Please copy the leading lines of the entries below exactly, concluding with the line in which "fn main() ->" occurs.

======== Data records ========

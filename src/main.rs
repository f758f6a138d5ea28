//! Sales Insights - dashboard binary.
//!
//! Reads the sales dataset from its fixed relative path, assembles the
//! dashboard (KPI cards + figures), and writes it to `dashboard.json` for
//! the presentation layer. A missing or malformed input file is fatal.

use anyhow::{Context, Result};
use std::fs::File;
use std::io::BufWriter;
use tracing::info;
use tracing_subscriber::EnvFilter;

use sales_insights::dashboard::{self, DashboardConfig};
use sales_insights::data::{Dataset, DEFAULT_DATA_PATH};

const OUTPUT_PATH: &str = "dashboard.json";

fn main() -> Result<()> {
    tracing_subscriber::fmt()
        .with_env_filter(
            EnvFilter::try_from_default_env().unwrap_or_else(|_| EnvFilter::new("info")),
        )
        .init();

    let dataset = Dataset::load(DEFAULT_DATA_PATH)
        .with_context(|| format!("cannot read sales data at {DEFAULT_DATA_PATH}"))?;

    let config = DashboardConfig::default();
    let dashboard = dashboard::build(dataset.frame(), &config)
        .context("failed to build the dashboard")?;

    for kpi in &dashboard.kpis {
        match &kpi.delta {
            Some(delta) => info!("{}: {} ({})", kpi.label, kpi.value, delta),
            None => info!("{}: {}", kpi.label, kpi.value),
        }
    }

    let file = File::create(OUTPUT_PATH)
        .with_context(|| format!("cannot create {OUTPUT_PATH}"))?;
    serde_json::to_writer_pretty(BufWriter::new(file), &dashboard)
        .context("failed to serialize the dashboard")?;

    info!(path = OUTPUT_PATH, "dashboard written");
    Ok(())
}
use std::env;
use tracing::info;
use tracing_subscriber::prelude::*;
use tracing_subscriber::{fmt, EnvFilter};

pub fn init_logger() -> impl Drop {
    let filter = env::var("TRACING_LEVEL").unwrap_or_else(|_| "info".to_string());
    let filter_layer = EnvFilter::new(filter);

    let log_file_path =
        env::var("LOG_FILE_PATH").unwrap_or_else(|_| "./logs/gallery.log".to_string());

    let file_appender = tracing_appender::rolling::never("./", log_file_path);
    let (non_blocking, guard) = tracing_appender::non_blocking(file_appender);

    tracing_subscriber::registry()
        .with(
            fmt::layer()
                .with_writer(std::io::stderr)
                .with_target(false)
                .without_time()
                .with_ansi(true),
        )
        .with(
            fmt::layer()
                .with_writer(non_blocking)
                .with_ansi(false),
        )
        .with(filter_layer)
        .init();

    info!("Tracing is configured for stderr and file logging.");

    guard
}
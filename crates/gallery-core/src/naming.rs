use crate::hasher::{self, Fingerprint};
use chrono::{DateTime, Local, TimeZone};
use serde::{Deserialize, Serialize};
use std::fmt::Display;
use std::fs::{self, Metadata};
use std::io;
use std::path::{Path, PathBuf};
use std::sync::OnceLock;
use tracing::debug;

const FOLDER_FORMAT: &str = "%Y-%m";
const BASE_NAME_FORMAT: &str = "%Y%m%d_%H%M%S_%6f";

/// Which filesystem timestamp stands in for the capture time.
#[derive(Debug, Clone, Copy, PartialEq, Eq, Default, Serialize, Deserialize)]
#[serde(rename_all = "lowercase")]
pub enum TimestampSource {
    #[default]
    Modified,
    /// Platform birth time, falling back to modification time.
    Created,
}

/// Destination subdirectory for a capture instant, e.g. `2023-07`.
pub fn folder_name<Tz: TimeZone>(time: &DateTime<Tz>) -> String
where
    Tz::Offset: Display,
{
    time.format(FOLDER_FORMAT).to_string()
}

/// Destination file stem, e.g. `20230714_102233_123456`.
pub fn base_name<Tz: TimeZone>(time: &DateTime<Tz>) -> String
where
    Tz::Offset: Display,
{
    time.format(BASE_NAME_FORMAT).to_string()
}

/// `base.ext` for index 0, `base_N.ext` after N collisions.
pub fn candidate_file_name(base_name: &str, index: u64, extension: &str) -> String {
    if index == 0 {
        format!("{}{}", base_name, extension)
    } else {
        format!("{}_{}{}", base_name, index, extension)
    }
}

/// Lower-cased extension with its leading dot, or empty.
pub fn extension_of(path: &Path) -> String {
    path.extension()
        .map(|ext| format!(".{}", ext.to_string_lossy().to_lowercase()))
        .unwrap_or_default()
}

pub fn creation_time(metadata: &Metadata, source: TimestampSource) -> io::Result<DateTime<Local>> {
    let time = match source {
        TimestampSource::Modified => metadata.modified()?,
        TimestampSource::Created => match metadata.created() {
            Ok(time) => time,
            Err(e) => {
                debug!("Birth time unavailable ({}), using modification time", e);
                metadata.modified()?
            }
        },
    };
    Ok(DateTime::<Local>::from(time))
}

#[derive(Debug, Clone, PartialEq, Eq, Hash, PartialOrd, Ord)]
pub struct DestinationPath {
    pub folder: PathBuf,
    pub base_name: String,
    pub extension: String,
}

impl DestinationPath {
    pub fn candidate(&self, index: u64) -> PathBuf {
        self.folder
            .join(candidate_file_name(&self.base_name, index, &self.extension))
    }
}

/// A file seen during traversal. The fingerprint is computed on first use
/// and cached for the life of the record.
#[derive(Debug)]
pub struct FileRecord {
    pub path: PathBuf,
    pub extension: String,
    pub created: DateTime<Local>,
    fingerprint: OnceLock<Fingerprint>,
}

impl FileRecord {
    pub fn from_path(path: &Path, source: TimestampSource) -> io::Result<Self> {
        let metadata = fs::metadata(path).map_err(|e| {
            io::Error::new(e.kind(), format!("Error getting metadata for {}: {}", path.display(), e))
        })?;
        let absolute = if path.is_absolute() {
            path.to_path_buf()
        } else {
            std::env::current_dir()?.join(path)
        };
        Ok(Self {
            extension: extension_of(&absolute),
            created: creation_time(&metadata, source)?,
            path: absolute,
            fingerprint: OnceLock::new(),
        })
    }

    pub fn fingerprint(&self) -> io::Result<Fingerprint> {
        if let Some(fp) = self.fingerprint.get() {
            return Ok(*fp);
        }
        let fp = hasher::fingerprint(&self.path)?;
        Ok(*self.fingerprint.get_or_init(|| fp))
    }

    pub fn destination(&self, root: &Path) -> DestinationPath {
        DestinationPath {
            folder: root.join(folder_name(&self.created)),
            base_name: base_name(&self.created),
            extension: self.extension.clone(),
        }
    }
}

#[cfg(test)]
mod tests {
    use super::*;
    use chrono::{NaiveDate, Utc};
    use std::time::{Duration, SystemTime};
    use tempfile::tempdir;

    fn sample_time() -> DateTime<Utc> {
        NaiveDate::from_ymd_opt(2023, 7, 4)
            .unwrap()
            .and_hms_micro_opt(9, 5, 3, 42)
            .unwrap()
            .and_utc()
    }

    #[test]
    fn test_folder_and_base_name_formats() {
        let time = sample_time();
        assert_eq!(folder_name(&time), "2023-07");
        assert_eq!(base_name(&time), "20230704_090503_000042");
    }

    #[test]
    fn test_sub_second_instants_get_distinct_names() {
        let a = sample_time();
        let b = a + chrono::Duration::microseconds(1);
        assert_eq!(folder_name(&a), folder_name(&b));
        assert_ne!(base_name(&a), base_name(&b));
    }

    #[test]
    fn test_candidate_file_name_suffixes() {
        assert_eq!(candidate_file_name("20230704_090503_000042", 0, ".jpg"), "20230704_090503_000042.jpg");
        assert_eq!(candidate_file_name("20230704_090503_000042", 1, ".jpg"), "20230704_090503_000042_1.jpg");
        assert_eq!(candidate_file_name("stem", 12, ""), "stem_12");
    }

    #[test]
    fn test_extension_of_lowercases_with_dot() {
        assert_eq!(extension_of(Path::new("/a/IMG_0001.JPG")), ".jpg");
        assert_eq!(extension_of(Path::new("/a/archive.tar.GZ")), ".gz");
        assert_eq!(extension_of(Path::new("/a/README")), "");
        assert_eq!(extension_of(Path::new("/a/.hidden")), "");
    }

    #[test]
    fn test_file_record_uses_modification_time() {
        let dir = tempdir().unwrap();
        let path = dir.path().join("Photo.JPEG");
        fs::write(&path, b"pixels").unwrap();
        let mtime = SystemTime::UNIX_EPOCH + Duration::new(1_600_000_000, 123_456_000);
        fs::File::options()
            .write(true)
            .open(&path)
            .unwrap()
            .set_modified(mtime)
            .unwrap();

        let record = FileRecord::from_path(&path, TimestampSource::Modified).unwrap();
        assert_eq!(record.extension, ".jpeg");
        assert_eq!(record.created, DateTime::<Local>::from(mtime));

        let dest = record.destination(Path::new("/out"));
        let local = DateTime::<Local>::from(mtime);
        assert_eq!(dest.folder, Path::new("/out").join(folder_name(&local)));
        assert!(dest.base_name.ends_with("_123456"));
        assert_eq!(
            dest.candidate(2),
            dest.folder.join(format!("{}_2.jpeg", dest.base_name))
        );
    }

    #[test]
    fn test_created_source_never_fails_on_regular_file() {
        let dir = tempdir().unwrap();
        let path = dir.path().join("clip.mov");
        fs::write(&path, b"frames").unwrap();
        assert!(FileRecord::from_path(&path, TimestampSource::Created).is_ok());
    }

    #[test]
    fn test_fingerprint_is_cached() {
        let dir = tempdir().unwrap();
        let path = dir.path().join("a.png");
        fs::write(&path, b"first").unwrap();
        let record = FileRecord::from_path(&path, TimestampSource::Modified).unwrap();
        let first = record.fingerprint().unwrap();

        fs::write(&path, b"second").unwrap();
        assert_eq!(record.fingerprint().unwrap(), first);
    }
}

========

## Your solution:
filename src/main.rs
repository f758f6a138d5ea28
//! Sales Insights - dashboard binary.
//!
//! Reads the sales dataset from its fixed relative path, assembles the
//! dashboard (KPI cards + figures), and writes it to `dashboard.json` for
//! the presentation layer. A missing or malformed input file is fatal.

use anyhow::{Context, Result};
use std::fs::File;
use std::io::BufWriter;
use tracing::info;
use tracing_subscriber::EnvFilter;

use sales_insights::dashboard::{self, DashboardConfig};
use sales_insights::data::{Dataset, DEFAULT_DATA_PATH};

const OUTPUT_PATH: &str = "dashboard.json";

fn main() -> Result<()> {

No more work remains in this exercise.